Keywords: Inflammation, neutrophil infiltration, apoptosis, oxidative stress, energy metabolism, lung injury

INTRODUCTION

Intestinal ischemia is a surgical emergency with mortality rates up to 50-80% (1). The etiology of intestinal ischemia can be classified as obstructive or non-obstructive, with obstruction to the superior mesenteric artery being the most common (1). Restoration of blood flow to the affected bowel is one of the main objectives of therapy, however, this may lead to ischemia-reperfusion (I/R) injury. Intestinal I/R injury is similar to I/R of other organs in cellular pathobiology, which is characterized by cellular energy deficits leading to initial injury, followed by a cascade of inflammatory and oxidative injury (2). In addition, intestinal I/R is characterized by a dramatic systemic inflammatory response and remote organ injury (3). Acute lung injury has been consistently associated with intestinal I/R injury (4, 5). The pathophysiology of lung injury is mediated by systemic inflammation secondary to the initial insult, which in turn causes recruitment of inflammatory cells, local endothelial cell injury, and smooth muscle dysfunction (6, 7). Several of the pathophysiologic features of experimentally induced acute lung injury resemble those of the acute respiratory distress syndrome, which is associated with significant mortality (8).

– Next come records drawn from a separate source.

// Wire data model for the holiday search endpoint
use std::cmp::Ordering;
use std::fmt;

use chrono::NaiveDate;
use serde::de::{self, Deserializer};
use serde::{Deserialize, Serialize};

// The textual star-rating category used by properties without a star scale.
pub const VILLAS_CATEGORY: &str = "Villas";

// Search parameters as they arrive from the results page query string.
// Supplied externally and never mutated by the core; one value per fetch cycle.
#[derive(Debug, Clone, Default, PartialEq, Eq, Deserialize, Serialize)]
#[serde(rename_all = "camelCase", default)]
pub struct SearchParameters {
    pub booking_type: String,
    pub location: String,
    pub departure_date: String,
    pub duration: String,
    pub gateway: String,
    // Raw room/occupancy string, normalized by the party module.
    pub party_compositions: String,
}

// Body of the POST to the search endpoint.
#[derive(Debug, Clone, Deserialize, Serialize)]
#[serde(rename_all = "camelCase")]
pub struct BookingRequest {
    pub booking_type: String,
    pub direct: bool,
    pub location: String,
    pub departure_date: String,
    pub duration: String,
    pub gateway: String,
    pub party_compositions: Vec<PartyComposition>,
}

// One room's worth of travellers.
#[derive(Debug, Clone, PartialEq, Eq, Deserialize, Serialize)]
#[serde(rename_all = "camelCase")]
pub struct PartyComposition {
    pub adults: u32,
    pub child_ages: Vec<u32>,
    pub infants: u32,
}

// The full ordered result set for one search.
#[derive(Debug, Clone, Default, Deserialize, Serialize)]
pub struct BookingResponse {
    pub holidays: Vec<Holiday>,
}

// One bookable package: hotel, price and loyalty data.
#[derive(Debug, Clone, Deserialize, Serialize)]
#[serde(rename_all = "camelCase")]
pub struct Holiday {
    pub total_price: f64,
    pub price_per_person: f64,
    pub flying_club_miles: u32,
    pub virgin_points: u32,
    pub tier_points: u32,
    pub departure_date: NaiveDate,
    pub selected_date: NaiveDate,
    pub hotel: Hotel,
}

#[derive(Debug, Clone, Deserialize, Serialize)]
#[serde(rename_all = "camelCase")]
pub struct Hotel {
    pub id: String,
    pub name: String,
    pub board_basis: String,
    pub content: HotelContent,
}

// Content-service data embedded in each hotel. Collections may be missing
// on malformed records and deserialize as empty; the rating may be absent.
#[derive(Debug, Clone, Deserialize, Serialize)]
#[serde(rename_all = "camelCase")]
pub struct HotelContent {
    pub name: String,
    #[serde(default)]
    pub v_rating: Option<StarRating>,
    #[serde(default)]
    pub hotel_description: String,
    #[serde(default)]
    pub at_a_glance: Vec<String>,
    #[serde(default)]
    pub parent_location: String,
    #[serde(default)]
    pub images: Vec<HotelImage>,
    #[serde(default)]
    pub holiday_type: Vec<String>,
    #[serde(default)]
    pub board_basis: Vec<String>,
    #[serde(default)]
    pub hotel_location: Vec<String>,
    #[serde(default)]
    pub accommodation_type: Vec<String>,
    #[serde(default)]
    pub hotel_facilities: Vec<String>,
    #[serde(default)]
    pub star_rating: Option<StarRating>,
    #[serde(default)]
    pub property_type: String,
}

impl HotelContent {
    // The page prefers the curated star rating and falls back to the vendor
    // rating when a property has none.
    pub fn rating_marker(&self) -> Option<String> {
        self.star_rating
            .as_ref()
            .or(self.v_rating.as_ref())
            .map(StarRating::marker)
    }
}

#[derive(Debug, Clone, Deserialize, Serialize)]
pub struct HotelImage {
    #[serde(rename = "RESULTS_CAROUSEL")]
    pub results_carousel: CarouselImage,
}

#[derive(Debug, Clone, Deserialize, Serialize)]
pub struct CarouselImage {
    pub url: String,
}

impl CarouselImage {
    // The content service returns protocol-relative URLs ("//host/...").
    pub fn secure_url(&self) -> String {
        if self.url.starts_with("//") {
            format!("https:{}", self.url)
        } else {
            self.url.clone()
        }
    }
}

// Star rating as stored on hotel content: a numeric value, or a textual
// category such as "Villas" for properties without a conventional scale.
// Total order: numerics ascending by value, then categories lexicographic.
#[derive(Debug, Clone)]
pub enum StarRating {
    Numeric(f64),
    Category(String),
}

impl StarRating {
    // Visual marker for the result list: repeated star glyphs for numeric
    // ratings, a fixed villa marker for villa properties (the vendor also
    // uses "NA" for these), anything else verbatim.
    pub fn marker(&self) -> String {
        match self {
            StarRating::Numeric(n) => "★".repeat(*n as usize),
            StarRating::Category(c) if c.eq_ignore_ascii_case("villas") || c == "NA" => {
                "🏡 VILLA".to_string()
            }
            StarRating::Category(c) => c.clone(),
        }
    }
}

impl fmt::Display for StarRating {
    fn fmt(&self, f: &mut fmt::Formatter<'_>) -> fmt::Result {
        match self {
            StarRating::Numeric(n) => write!(f, "{}", n),
            StarRating::Category(c) => write!(f, "{}", c),
        }
    }
}

impl PartialEq for StarRating {
    fn eq(&self, other: &Self) -> bool {
        match (self, other) {
            (StarRating::Numeric(a), StarRating::Numeric(b)) => a.total_cmp(b) == Ordering::Equal,
            (StarRating::Category(a), StarRating::Category(b)) => a == b,
            _ => false,
        }
    }
}

// Numeric values are always finite (enforced on deserialization).
impl Eq for StarRating {}

impl PartialOrd for StarRating {
    fn partial_cmp(&self, other: &Self) -> Option<Ordering> {
        Some(self.cmp(other))
    }
}

impl Ord for StarRating {
    fn cmp(&self, other: &Self) -> Ordering {
        match (self, other) {
            (StarRating::Numeric(a), StarRating::Numeric(b)) => a.total_cmp(b),
            (StarRating::Category(a), StarRating::Category(b)) => a.cmp(b),
            (StarRating::Numeric(_), StarRating::Category(_)) => Ordering::Less,
            (StarRating::Category(_), StarRating::Numeric(_)) => Ordering::Greater,
        }
    }
}

// The wire value is a JSON number or a string; a string holding a finite
// number (a stored "5") is normalized to the numeric form so it compares
// equal to a requested 5.
impl<'de> Deserialize<'de> for StarRating {
    fn deserialize<D>(deserializer: D) -> Result<Self, D::Error>
    where
        D: Deserializer<'de>,
    {
        #[derive(Deserialize)]
        #[serde(untagged)]
        enum Raw {
            Number(f64),
            Text(String),
        }

        match Raw::deserialize(deserializer)? {
            Raw::Number(n) if n.is_finite() => Ok(StarRating::Numeric(n)),
            Raw::Number(n) => Err(de::Error::custom(format!("non-finite star rating: {}", n))),
            Raw::Text(s) => Ok(match s.trim().parse::<f64>() {
                Ok(n) if n.is_finite() => StarRating::Numeric(n),
                _ => StarRating::Category(s),
            }),
        }
    }
}

impl Serialize for StarRating {
    fn serialize<S>(&self, serializer: S) -> Result<S::Ok, S::Error>
    where
        S: serde::Serializer,
    {
        match self {
            StarRating::Numeric(n) => serializer.serialize_f64(*n),
            StarRating::Category(c) => serializer.serialize_str(c),
        }
    }
}

// A small response sample for inline testing
pub const SMALL_SAMPLE_RESPONSE: &str = r#"
{
  "holidays": [
    {
      "totalPrice": 3897.0,
      "pricePerPerson": 1000.0,
      "flyingClubMiles": 6740,
      "virginPoints": 6740,
      "tierPoints": 80,
      "departureDate": "2024-05-15",
      "selectedDate": "2024-05-15",
      "hotel": {
        "id": "bahamas-grand",
        "name": "Bahamas Grand Resort",
        "boardBasis": "All Inclusive",
        "content": {
          "name": "Bahamas Grand Resort",
          "vRating": 4.5,
          "hotelDescription": "Beachfront resort on Cable Beach.",
          "atAGlance": ["Direct beach access", "Five restaurants"],
          "parentLocation": "Nassau, Bahamas",
          "images": [
            { "RESULTS_CAROUSEL": { "url": "//images.example.com/bahamas-grand.jpg" } }
          ],
          "holidayType": ["Beach"],
          "boardBasis": ["All Inclusive"],
          "hotelLocation": ["Nassau"],
          "accommodationType": ["Hotel"],
          "hotelFacilities": ["Pool", "Gym", "Spa"],
          "starRating": "5",
          "propertyType": "Hotel"
        }
      }
    },
    {
      "totalPrice": 3154.0,
      "pricePerPerson": 800.0,
      "flyingClubMiles": 5200,
      "virginPoints": 5200,
      "tierPoints": 60,
      "departureDate": "2024-05-15",
      "selectedDate": "2024-05-16",
      "hotel": {
        "id": "key-west-inn",
        "name": "Key West Harbour Inn",
        "boardBasis": "Room Only",
        "content": {
          "name": "Key West Harbour Inn",
          "vRating": "NA",
          "hotelDescription": "Quiet harbourside hideaway.",
          "atAGlance": ["Old Town on the doorstep"],
          "parentLocation": "Key West, Florida",
          "images": [
            { "RESULTS_CAROUSEL": { "url": "https://images.example.com/key-west-inn.jpg" } }
          ],
          "holidayType": ["City"],
          "boardBasis": ["Room Only"],
          "hotelLocation": ["Key West"],
          "accommodationType": ["Hotel"],
          "hotelFacilities": ["Pool", "Gym", "Spa"],
          "starRating": 4,
          "propertyType": "Hotel"
        }
      }
    },
    {
      "totalPrice": 5980.0,
      "pricePerPerson": 1495.0,
      "flyingClubMiles": 8100,
      "virginPoints": 8100,
      "tierPoints": 100,
      "departureDate": "2024-05-15",
      "selectedDate": "2024-05-15",
      "hotel": {
        "id": "orlando-villas",
        "name": "Orlando Retreat Villas",
        "boardBasis": "Self Catering",
        "content": {
          "name": "Orlando Retreat Villas",
          "vRating": "NA",
          "hotelDescription": "Private villas with their own pools.",
          "atAGlance": ["Private pool", "Sleeps eight"],
          "parentLocation": "Orlando, Florida",
          "images": [
            { "RESULTS_CAROUSEL": { "url": "//images.example.com/orlando-villas.jpg" } }
          ],
          "holidayType": ["Family"],
          "boardBasis": ["Self Catering"],
          "hotelLocation": ["Orlando"],
          "accommodationType": ["Villa"],
          "hotelFacilities": ["Private Pool", "Parking"],
          "starRating": "Villas",
          "propertyType": "Villa"
        }
      }
    }
  ]
}
"#;
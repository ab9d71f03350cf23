// View coordination for the results page
//
// Owns the current filter criteria and the displayed subset. The render
// layer reads snapshots and submits criteria updates; fetching and
// derivation are delegated to the search client and the filter engine.
use std::sync::Arc;

use parking_lot::RwLock;
use tracing::{debug, warn};

use crate::booking::{BookingResponse, Holiday, SearchParameters};
use crate::filters::{apply_filters, compute_facets, CriteriaUpdate, FacetSummary, FilterCriteria};
use crate::search_client::{SearchClient, SearchOutcome};

#[derive(Debug)]
struct ViewState {
    results: Option<BookingResponse>,
    loading: bool,
    criteria: FilterCriteria,
    filtered: Vec<Holiday>,
}

// What the result list renders: the filtered holidays in result-set order,
// plus enough state to tell "still loading" from "nothing came back".
#[derive(Debug, Clone)]
pub struct ResultsSnapshot {
    pub loading: bool,
    // Whether the last fetch produced any holidays at all, before filtering.
    pub has_results: bool,
    pub holidays: Vec<Holiday>,
}

impl ResultsSnapshot {
    pub fn result_count(&self) -> usize {
        self.holidays.len()
    }
}

pub struct ResultsView {
    client: Arc<SearchClient>,
    state: RwLock<ViewState>,
}

impl ResultsView {
    pub fn new(client: Arc<SearchClient>) -> Self {
        Self {
            client,
            state: RwLock::new(ViewState {
                results: None,
                loading: true,
                criteria: FilterCriteria::default(),
                filtered: Vec::new(),
            }),
        }
    }

    // One fetch cycle. The result set is replaced wholesale; a failure is
    // presented as the empty state rather than propagated. A superseded
    // response leaves the state to the newer in-flight call.
    pub async fn load(&self, params: &SearchParameters) {
        self.state.write().loading = true;

        match self.client.search(params).await {
            SearchOutcome::Loaded(response) => {
                let mut state = self.state.write();
                state.results = Some(response);
                state.loading = false;
                Self::recompute(&mut state);
            }
            SearchOutcome::Failed(err) => {
                warn!(error = %err, "presenting empty results after failed search");
                let mut state = self.state.write();
                state.results = None;
                state.filtered.clear();
                state.loading = false;
            }
            SearchOutcome::Superseded => {
                debug!("superseded fetch left view state untouched");
            }
        }
    }

    // Merge a partial criteria update over the current criteria. Returns
    // whether anything changed; an update that merges to the current
    // criteria is a no-op and triggers no recomputation.
    pub fn set_filters(&self, update: CriteriaUpdate) -> bool {
        let mut state = self.state.write();

        let merged = update.merged_over(&state.criteria);
        if merged == state.criteria {
            return false;
        }

        state.criteria = merged;
        Self::recompute(&mut state);
        true
    }

    pub fn criteria(&self) -> FilterCriteria {
        self.state.read().criteria.clone()
    }

    // Filter options for the current result set, recomputed on demand.
    pub fn facets(&self) -> FacetSummary {
        let state = self.state.read();
        match &state.results {
            Some(results) => compute_facets(results),
            None => FacetSummary::default(),
        }
    }

    pub fn snapshot(&self) -> ResultsSnapshot {
        let state = self.state.read();
        ResultsSnapshot {
            loading: state.loading,
            has_results: state
                .results
                .as_ref()
                .map_or(false, |r| !r.holidays.is_empty()),
            holidays: state.filtered.clone(),
        }
    }

    fn recompute(state: &mut ViewState) {
        state.filtered = match &state.results {
            Some(results) => apply_filters(results, &state.criteria),
            None => Vec::new(),
        };
    }
}
// Fetch orchestration for the search endpoint
//
// One fetch cycle per SearchParameters value: build the request body, issue
// a single POST, expose the outcome as a three-state result. Responses that
// complete after a newer request was issued are discarded rather than
// applied, so the displayed result set always corresponds to the latest
// parameters.
use std::sync::atomic::{AtomicU64, Ordering};
use std::sync::Arc;
use std::time::Duration;

use async_trait::async_trait;
use parking_lot::RwLock;
use thiserror::Error;
use tracing::{debug, warn};

use crate::booking::{BookingRequest, BookingResponse, SearchParameters};
use crate::party::{self, CompositionError};

// Production search endpoint.
pub const SEARCH_ENDPOINT: &str = "https://www.virginholidays.co.uk/cjs-search-api/search";

const DEFAULT_TIMEOUT_MS: u64 = 10_000;

#[derive(Error, Debug, Clone)]
pub enum SearchError {
    #[error("network error: {0}")]
    Network(String),

    #[error("request timed out after {0}ms")]
    Timeout(u64),

    #[error("search endpoint returned status {0}")]
    Status(u16),

    #[error("malformed response body: {0}")]
    Decode(String),

    #[error("invalid party composition: {0}")]
    Composition(#[from] CompositionError),
}

#[derive(Debug, Clone)]
pub struct ClientConfig {
    pub endpoint: String,
    pub timeout_ms: u64,
}

impl Default for ClientConfig {
    fn default() -> Self {
        Self {
            endpoint: SEARCH_ENDPOINT.to_string(),
            timeout_ms: DEFAULT_TIMEOUT_MS,
        }
    }
}

// Transport seam for the search endpoint: one POST, JSON in and out.
// Production uses HttpSearchApi; tests substitute a scripted transport.
#[async_trait]
pub trait SearchApi: Send + Sync + 'static {
    async fn search(&self, request: &BookingRequest) -> Result<BookingResponse, SearchError>;
}

pub struct HttpSearchApi {
    config: ClientConfig,
    http: reqwest::Client,
}

impl HttpSearchApi {
    pub fn new(config: ClientConfig) -> Result<Self, SearchError> {
        let http = reqwest::Client::builder()
            .timeout(Duration::from_millis(config.timeout_ms))
            .build()
            .map_err(|e| SearchError::Network(e.to_string()))?;

        Ok(Self { config, http })
    }
}

#[async_trait]
impl SearchApi for HttpSearchApi {
    async fn search(&self, request: &BookingRequest) -> Result<BookingResponse, SearchError> {
        let response = self
            .http
            .post(&self.config.endpoint)
            .json(request)
            .send()
            .await
            .map_err(|e| {
                if e.is_timeout() {
                    SearchError::Timeout(self.config.timeout_ms)
                } else {
                    SearchError::Network(e.to_string())
                }
            })?;

        let status = response.status();
        if !status.is_success() {
            return Err(SearchError::Status(status.as_u16()));
        }

        response
            .json::<BookingResponse>()
            .await
            .map_err(|e| SearchError::Decode(e.to_string()))
    }
}

// Fetch lifecycle for the current search cycle.
#[derive(Debug, Clone)]
pub enum FetchState {
    Idle,
    Pending,
    Succeeded(BookingResponse),
    Failed(SearchError),
}

impl FetchState {
    pub fn is_pending(&self) -> bool {
        matches!(self, FetchState::Pending)
    }
}

// What one search call produced. Superseded means a newer request was
// issued while this one was in flight; its response was discarded.
#[derive(Debug)]
pub enum SearchOutcome {
    Loaded(BookingResponse),
    Superseded,
    Failed(SearchError),
}

pub struct SearchClient {
    api: Arc<dyn SearchApi>,
    state: RwLock<FetchState>,
    // Monotonic request token; only the latest issued request may apply
    // its outcome.
    latest_token: AtomicU64,
}

impl SearchClient {
    pub fn new(api: Arc<dyn SearchApi>) -> Self {
        Self {
            api,
            state: RwLock::new(FetchState::Idle),
            latest_token: AtomicU64::new(0),
        }
    }

    // Client talking to the real search endpoint.
    pub fn http(config: ClientConfig) -> Result<Self, SearchError> {
        Ok(Self::new(Arc::new(HttpSearchApi::new(config)?)))
    }

    pub fn state(&self) -> FetchState {
        self.state.read().clone()
    }

    // Build the POST body for one search cycle: a pass-through of the query
    // parameters plus the normalized party composition.
    pub fn build_request(params: &SearchParameters) -> Result<BookingRequest, SearchError> {
        let party_compositions =
            party::parse_and_convert(&[params.party_compositions.as_str()])?;

        Ok(BookingRequest {
            booking_type: params.booking_type.clone(),
            direct: false,
            location: params.location.clone(),
            departure_date: params.departure_date.clone(),
            duration: params.duration.clone(),
            gateway: params.gateway.clone(),
            party_compositions,
        })
    }

    pub async fn search(&self, params: &SearchParameters) -> SearchOutcome {
        let token = self.latest_token.fetch_add(1, Ordering::SeqCst) + 1;
        *self.state.write() = FetchState::Pending;

        let outcome = match Self::build_request(params) {
            Ok(request) => self.api.search(&request).await,
            Err(err) => Err(err),
        };

        if self.latest_token.load(Ordering::SeqCst) != token {
            debug!(token, "discarding superseded search response");
            return SearchOutcome::Superseded;
        }

        match outcome {
            Ok(response) => {
                debug!(token, holidays = response.holidays.len(), "search completed");
                *self.state.write() = FetchState::Succeeded(response.clone());
                SearchOutcome::Loaded(response)
            }
            Err(err) => {
                warn!(token, error = %err, "search failed");
                *self.state.write() = FetchState::Failed(err.clone());
                SearchOutcome::Failed(err)
            }
        }
    }
}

Ischemic injury is commonly associated with mitochondrial injury which results in persistent energy deficits despite reperfusion (9). The damage to enterocyte mitochondria induced by intestinal I/R can be irreversible despite short periods of ischemia (10). Therefore, a strategy aimed at regenerating the cellular mitochondrial pool, mitochondrial biogenesis, may prove protective in the setting of intestinal I/R.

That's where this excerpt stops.